In December 2012, I wrote about why I quit and what my thoughts about the decision were at the time. That post resonated with a number of people. I received emails strongly agreeing with main points, and it was even discussed for a few minutes on a popular podcast (54 minutes in).  I still agree with everything I wrote then, but I now have a bit more to add.

Quitting Facebook was always a bit of an experiment. I say that not because I planned to return after some amount of time, but because I was very interested in seeing the effects of the action on myself and others. For example, if I was wasn’t accessible via Facebook, would traffic via other channels increase? Would I discover better patterns of keeping in touch that were being ignored due to the convenience of Facebook? Most importantly, would I get to a point where choosing to not use Facebook would leave me feeling better than before?  The results: no, no, maybe.

It is no exaggeration when I say that communication with my “extended circle” (mainly family, a few friends) is through Facebook or not at all. I found that out right away. Writing emails might yield a response but was hardly a substitute for something intended to be a broadcast update of the, “Hey, look what our son did”, kind. This blog won’t be read by said people (though it continues to be, as always, an invaluable journal for me). And posts to Google+, Twitter, Instagram, etc.? I might as well save the pieces in /dev/null. The people I most want to share with are only going to be available on Facebook.

So, the communication lines are down, but maybe it’s not that bad, right? After 15+ months I can say it’s not that bad, but it’s not that good either. I’ve always been the solitary type and it hasn’t been particularly jarring to slowly lose track of what everyone else is doing. The problem becomes: what am I left with? For a few weeks the silence was refreshing, but I could have gotten that by simply not using Facebook for a while. Over the long term, an unhealthy apathy formed.
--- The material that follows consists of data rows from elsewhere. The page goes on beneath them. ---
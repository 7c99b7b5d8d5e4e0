//! Application state collaborators
//!
//! The engine never owns application state. It reads it through a
//! [`StateExporter`] when creating backups and writes it back through a
//! [`StateMerger`] when restoring.

use std::path::PathBuf;
use std::sync::Mutex;

use serde_json::{json, Value};

use crate::error::{BackupError, BackupResult};
use crate::snapshot::{self, ExportedState, ACCESS_SECTION, CHAT_SECTION, CONFIG_SECTION};
use crate::storage::file_io::{read_json_required, write_json_atomic};

/// Produces snapshots of the live application state
///
/// Called on every scheduler tick, so it must be side-effect free and cheap.
pub trait StateExporter: Send + Sync {
    fn export_app_state(&self) -> BackupResult<ExportedState>;
}

/// Reads, replaces and merges the live application state during restore
pub trait StateMerger: Send + Sync {
    fn local_app_state(&self) -> BackupResult<Value>;

    fn set_local_app_state(&self, state: Value) -> BackupResult<()>;

    fn merge_app_state(&self, local: Value, restored: Value) -> Value {
        snapshot::merge_app_state(local, restored)
    }
}

/// An application state with every section present and empty
pub fn empty_app_state() -> Value {
    json!({
        CHAT_SECTION: { "sessions": [] },
        CONFIG_SECTION: {},
        ACCESS_SECTION: {},
    })
}

/// Application state kept in a JSON file
#[derive(Debug, Clone)]
pub struct JsonFileAppState {
    path: PathBuf,
}

impl JsonFileAppState {
    pub fn new(path: PathBuf) -> Self {
        Self { path }
    }

    pub fn path(&self) -> &PathBuf {
        &self.path
    }

    fn load(&self) -> BackupResult<Value> {
        if !self.path.exists() {
            return Ok(empty_app_state());
        }
        read_json_required(&self.path)
    }
}

impl StateExporter for JsonFileAppState {
    fn export_app_state(&self) -> BackupResult<ExportedState> {
        let state = self
            .load()
            .map_err(|e| BackupError::Export(format!("Failed to read application state: {}", e)))?;
        ExportedState::from_value(&state)
    }
}

impl StateMerger for JsonFileAppState {
    fn local_app_state(&self) -> BackupResult<Value> {
        self.load()
    }

    fn set_local_app_state(&self, state: Value) -> BackupResult<()> {
        write_json_atomic(&self.path, &state)
    }
}

/// Application state held in memory, for embedding hosts and tests
#[derive(Debug)]
pub struct MemoryAppState {
    state: Mutex<Value>,
}

impl MemoryAppState {
    pub fn new(state: Value) -> Self {
        Self {
            state: Mutex::new(state),
        }
    }

    /// Replace the live state
    pub fn replace(&self, state: Value) {
        if let Ok(mut guard) = self.state.lock() {
            *guard = state;
        }
    }

    /// A copy of the live state
    pub fn current(&self) -> Value {
        self.state
            .lock()
            .map(|guard| guard.clone())
            .unwrap_or(Value::Null)
    }
}

impl Default for MemoryAppState {
    fn default() -> Self {
        Self::new(empty_app_state())
    }
}

impl StateExporter for MemoryAppState {
    fn export_app_state(&self) -> BackupResult<ExportedState> {
        let guard = self
            .state
            .lock()
            .map_err(|_| BackupError::Export("Application state lock poisoned".into()))?;
        ExportedState::from_value(&guard)
    }
}

impl StateMerger for MemoryAppState {
    fn local_app_state(&self) -> BackupResult<Value> {
        Ok(self.current())
    }

    fn set_local_app_state(&self, state: Value) -> BackupResult<()> {
        self.replace(state);
        Ok(())
    }
}

#[cfg(test)]
mod tests {
    use super::*;
    use tempfile::TempDir;

    #[test]
    fn test_missing_file_exports_empty_state() {
        let temp_dir = TempDir::new().unwrap();
        let app = JsonFileAppState::new(temp_dir.path().join("state.json"));

        let exported = app.export_app_state().unwrap();
        assert_eq!(exported.stats.session_count, 0);
        assert!(snapshot::parse_snapshot(&exported.content).is_ok());
    }

    #[test]
    fn test_file_state_round_trip() {
        let temp_dir = TempDir::new().unwrap();
        let app = JsonFileAppState::new(temp_dir.path().join("state.json"));

        let mut state = empty_app_state();
        state[CHAT_SECTION]["sessions"] = json!([{ "id": "s1", "messages": [{ "id": "m1" }] }]);
        app.set_local_app_state(state.clone()).unwrap();

        assert_eq!(app.local_app_state().unwrap(), state);
        let exported = app.export_app_state().unwrap();
        assert_eq!(exported.stats.session_count, 1);
        assert_eq!(exported.stats.message_count, 1);
    }

    #[test]
    fn test_unreadable_file_is_export_error() {
        let temp_dir = TempDir::new().unwrap();
        let path = temp_dir.path().join("state.json");
        std::fs::write(&path, "{ broken").unwrap();

        let err = JsonFileAppState::new(path).export_app_state().unwrap_err();
        assert!(matches!(err, BackupError::Export(_)));
    }

    #[test]
    fn test_memory_state() {
        let app = MemoryAppState::default();
        assert_eq!(app.current(), empty_app_state());

        app.set_local_app_state(json!({ "x": 1 })).unwrap();
        assert_eq!(app.local_app_state().unwrap(), json!({ "x": 1 }));
    }
}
Almost all of my family and friends are outside of my daily life, but they still exist! They want to know how I’m doing and I want to tell them. I care about their significant life events. I’ve realized—only after an extended period—that turning all that off to avoid some of the ill-effects of Facebook is a bad trade for me

To fix this, I’ve signed up for a shiny new Facebook account. (Having provided literally nothing more than my email address, it promptly identified and suggested I friend just about every person I’ve ever met. Privacy!)  I’ll probably be a little more judicious with my friending (or whatever it’s called now), but I’ll be a lot more quick to mute. I hope to regain some of the good of Facebook and less of the bad.

And I hope that’s all I have to say about Facebook.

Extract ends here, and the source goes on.